• ACTIVITY:
Nothing other than an exact copy of the lines from the one containing "let query = SearchQuery::new(cli.query);" through the last line of the listing below should be written.

• INFORMATION PROVIDED:
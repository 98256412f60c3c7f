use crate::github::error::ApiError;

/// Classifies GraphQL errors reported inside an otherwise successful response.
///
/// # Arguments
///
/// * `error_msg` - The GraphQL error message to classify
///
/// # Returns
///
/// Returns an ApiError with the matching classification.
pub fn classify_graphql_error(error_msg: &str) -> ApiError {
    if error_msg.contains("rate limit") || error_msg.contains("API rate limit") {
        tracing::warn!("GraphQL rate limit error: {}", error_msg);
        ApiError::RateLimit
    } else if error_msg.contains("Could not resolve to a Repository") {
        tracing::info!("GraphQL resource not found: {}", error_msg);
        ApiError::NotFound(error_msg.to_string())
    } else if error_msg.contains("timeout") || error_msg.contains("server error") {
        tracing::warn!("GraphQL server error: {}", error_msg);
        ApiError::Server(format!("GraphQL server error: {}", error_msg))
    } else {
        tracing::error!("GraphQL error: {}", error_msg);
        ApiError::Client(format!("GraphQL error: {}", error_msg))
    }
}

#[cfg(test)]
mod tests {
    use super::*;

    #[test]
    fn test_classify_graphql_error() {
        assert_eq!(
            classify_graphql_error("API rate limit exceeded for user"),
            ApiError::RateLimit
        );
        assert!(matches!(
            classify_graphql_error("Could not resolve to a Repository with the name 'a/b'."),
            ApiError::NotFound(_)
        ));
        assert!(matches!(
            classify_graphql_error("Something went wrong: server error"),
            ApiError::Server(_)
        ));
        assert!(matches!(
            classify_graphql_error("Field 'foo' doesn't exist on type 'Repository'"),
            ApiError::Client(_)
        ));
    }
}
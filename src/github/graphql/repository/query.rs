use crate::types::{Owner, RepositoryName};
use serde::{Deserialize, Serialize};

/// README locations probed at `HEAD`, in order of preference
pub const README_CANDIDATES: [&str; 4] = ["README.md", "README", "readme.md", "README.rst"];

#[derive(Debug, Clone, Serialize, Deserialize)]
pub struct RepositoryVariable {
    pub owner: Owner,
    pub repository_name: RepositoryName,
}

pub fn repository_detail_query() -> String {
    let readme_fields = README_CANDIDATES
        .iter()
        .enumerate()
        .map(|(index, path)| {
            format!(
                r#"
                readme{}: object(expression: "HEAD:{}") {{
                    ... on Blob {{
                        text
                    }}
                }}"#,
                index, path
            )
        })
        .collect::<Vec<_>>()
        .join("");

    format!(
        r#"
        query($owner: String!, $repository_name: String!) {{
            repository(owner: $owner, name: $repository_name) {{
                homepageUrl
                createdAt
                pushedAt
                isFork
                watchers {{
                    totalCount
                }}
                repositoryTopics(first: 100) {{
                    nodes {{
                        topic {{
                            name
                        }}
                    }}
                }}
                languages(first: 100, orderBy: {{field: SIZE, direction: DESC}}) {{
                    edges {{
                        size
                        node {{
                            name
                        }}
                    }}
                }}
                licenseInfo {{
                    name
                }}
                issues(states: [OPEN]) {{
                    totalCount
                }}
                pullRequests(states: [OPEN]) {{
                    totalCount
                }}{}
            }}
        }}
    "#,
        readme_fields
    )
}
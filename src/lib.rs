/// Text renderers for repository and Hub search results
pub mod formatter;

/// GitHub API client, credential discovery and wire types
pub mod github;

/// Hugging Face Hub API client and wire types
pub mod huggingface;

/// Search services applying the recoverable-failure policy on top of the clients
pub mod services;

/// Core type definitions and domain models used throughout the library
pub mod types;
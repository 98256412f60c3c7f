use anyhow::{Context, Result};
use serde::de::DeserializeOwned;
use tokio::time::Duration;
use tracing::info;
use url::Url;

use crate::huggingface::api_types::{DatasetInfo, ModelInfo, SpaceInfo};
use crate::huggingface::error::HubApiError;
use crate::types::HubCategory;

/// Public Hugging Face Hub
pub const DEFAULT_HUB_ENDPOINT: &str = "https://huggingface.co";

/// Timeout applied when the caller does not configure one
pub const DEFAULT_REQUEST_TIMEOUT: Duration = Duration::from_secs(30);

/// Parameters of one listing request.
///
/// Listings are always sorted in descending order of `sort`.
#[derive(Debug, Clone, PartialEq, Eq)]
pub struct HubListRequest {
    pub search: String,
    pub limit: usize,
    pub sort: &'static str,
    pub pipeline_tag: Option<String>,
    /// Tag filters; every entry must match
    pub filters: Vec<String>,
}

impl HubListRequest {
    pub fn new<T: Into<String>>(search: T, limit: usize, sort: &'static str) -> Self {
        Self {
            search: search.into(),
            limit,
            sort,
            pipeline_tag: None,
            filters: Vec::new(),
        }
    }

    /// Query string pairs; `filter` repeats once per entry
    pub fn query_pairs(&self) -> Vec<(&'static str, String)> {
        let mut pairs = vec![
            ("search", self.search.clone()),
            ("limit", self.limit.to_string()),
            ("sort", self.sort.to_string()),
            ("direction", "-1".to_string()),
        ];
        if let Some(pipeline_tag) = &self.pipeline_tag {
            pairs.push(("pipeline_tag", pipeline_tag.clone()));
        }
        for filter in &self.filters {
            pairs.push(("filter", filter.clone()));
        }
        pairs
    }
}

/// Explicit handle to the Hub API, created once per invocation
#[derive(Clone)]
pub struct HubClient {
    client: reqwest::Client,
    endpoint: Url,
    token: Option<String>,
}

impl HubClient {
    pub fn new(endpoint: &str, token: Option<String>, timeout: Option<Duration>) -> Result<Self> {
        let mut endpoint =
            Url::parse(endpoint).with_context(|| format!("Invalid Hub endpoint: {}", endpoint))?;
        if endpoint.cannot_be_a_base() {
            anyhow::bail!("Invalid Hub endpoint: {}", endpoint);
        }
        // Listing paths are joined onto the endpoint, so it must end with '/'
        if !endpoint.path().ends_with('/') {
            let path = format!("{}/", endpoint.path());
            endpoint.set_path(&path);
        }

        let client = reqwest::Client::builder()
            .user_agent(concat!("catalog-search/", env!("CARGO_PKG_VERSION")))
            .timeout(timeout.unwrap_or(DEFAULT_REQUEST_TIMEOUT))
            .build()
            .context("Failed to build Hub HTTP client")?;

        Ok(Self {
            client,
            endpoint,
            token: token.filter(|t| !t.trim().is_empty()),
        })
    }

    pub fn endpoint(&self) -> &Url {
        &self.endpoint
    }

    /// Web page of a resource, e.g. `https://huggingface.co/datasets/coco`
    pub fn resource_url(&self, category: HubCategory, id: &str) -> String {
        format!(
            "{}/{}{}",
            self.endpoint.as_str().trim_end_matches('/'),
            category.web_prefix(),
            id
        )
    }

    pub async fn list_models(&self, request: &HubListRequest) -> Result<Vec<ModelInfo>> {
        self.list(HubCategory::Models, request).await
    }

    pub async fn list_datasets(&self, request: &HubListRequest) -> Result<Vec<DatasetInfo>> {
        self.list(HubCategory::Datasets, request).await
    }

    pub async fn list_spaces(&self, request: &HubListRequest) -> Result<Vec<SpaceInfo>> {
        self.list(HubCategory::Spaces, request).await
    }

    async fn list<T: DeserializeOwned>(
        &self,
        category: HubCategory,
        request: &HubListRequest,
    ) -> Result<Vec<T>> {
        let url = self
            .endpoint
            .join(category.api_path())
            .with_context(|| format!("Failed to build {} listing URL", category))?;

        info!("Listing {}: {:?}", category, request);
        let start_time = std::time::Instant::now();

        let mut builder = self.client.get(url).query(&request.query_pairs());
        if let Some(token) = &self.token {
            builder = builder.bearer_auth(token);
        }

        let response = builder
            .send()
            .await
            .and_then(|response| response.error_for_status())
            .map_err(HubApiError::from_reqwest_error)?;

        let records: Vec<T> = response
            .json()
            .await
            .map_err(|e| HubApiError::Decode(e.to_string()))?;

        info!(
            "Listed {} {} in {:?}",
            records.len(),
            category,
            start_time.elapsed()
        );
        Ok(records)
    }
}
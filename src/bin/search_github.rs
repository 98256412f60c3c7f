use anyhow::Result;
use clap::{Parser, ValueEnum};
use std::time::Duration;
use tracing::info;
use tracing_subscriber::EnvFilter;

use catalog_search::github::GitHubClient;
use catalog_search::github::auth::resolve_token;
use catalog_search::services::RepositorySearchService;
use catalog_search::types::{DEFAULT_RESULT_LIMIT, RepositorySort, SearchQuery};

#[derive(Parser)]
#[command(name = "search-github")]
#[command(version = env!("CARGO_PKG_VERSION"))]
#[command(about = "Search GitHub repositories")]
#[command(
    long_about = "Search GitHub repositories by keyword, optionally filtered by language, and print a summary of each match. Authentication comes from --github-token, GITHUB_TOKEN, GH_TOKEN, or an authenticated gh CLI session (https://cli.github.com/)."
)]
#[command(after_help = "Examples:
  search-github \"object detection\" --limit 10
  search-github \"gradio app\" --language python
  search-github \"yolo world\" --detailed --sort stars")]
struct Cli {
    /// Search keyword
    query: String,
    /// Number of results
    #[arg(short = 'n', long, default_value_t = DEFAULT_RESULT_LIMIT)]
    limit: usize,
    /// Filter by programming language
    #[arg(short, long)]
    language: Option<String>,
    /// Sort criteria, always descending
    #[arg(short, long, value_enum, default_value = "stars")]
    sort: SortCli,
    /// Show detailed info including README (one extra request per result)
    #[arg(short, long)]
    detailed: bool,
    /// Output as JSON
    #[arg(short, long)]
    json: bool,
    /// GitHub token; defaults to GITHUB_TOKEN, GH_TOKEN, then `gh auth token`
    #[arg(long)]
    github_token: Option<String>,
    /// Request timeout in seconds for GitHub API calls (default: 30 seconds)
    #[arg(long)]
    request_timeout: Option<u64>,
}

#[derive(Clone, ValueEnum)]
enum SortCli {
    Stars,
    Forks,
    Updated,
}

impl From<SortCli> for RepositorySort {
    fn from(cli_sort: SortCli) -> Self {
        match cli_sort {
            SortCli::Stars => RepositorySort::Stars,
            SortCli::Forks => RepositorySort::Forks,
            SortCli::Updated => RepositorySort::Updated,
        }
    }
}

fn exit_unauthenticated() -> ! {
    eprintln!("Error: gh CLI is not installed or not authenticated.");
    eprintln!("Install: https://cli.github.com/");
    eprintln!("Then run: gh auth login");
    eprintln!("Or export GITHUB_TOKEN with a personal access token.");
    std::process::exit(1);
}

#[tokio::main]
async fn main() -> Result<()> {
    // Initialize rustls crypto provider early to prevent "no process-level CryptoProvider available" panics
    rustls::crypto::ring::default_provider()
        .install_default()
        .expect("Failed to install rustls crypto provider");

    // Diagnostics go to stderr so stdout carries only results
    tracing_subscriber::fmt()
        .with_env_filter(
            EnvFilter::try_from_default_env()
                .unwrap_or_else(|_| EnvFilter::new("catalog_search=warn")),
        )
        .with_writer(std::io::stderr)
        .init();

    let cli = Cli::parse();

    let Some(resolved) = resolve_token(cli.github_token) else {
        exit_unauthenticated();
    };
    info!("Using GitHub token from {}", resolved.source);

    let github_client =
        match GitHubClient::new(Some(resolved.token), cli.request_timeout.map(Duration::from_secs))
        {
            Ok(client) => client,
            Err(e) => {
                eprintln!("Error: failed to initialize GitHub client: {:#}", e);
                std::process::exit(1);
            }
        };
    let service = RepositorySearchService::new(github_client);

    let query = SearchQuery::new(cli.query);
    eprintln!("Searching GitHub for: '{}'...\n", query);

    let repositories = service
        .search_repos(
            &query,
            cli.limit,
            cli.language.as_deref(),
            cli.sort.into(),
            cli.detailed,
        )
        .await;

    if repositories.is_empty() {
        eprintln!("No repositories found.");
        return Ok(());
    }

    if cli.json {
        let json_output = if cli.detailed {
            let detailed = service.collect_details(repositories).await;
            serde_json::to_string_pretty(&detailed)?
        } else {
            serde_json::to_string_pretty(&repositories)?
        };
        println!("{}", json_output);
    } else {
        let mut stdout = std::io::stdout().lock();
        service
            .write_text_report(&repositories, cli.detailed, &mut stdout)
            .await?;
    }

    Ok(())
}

• OUTPUT FOR THIS EXERCISE:
    let query = SearchQuery::new(cli.query);
    eprintln!("Searching GitHub for: '{}'...\n", query);

    let repositories = service
        .search_repos(
            &query,
            cli.limit,
            cli.language.as_deref(),
            cli.sort.into(),
            cli.detailed,
        )
        .await;

    if repositories.is_empty() {
        eprintln!("No repositories found.");
        return Ok(());
    }

    if cli.json {
        let json_output = if cli.detailed {
            let detailed = service.collect_details(repositories).await;
            serde_json::to_string_pretty(&detailed)?
        } else {
            serde_json::to_string_pretty(&repositories)?
        };
        println!("{}", json_output);
    } else {
        let mut stdout = std::io::stdout().lock();
        service
            .write_text_report(&repositories, cli.detailed, &mut stdout)
            .await?;
    }

    Ok(())
}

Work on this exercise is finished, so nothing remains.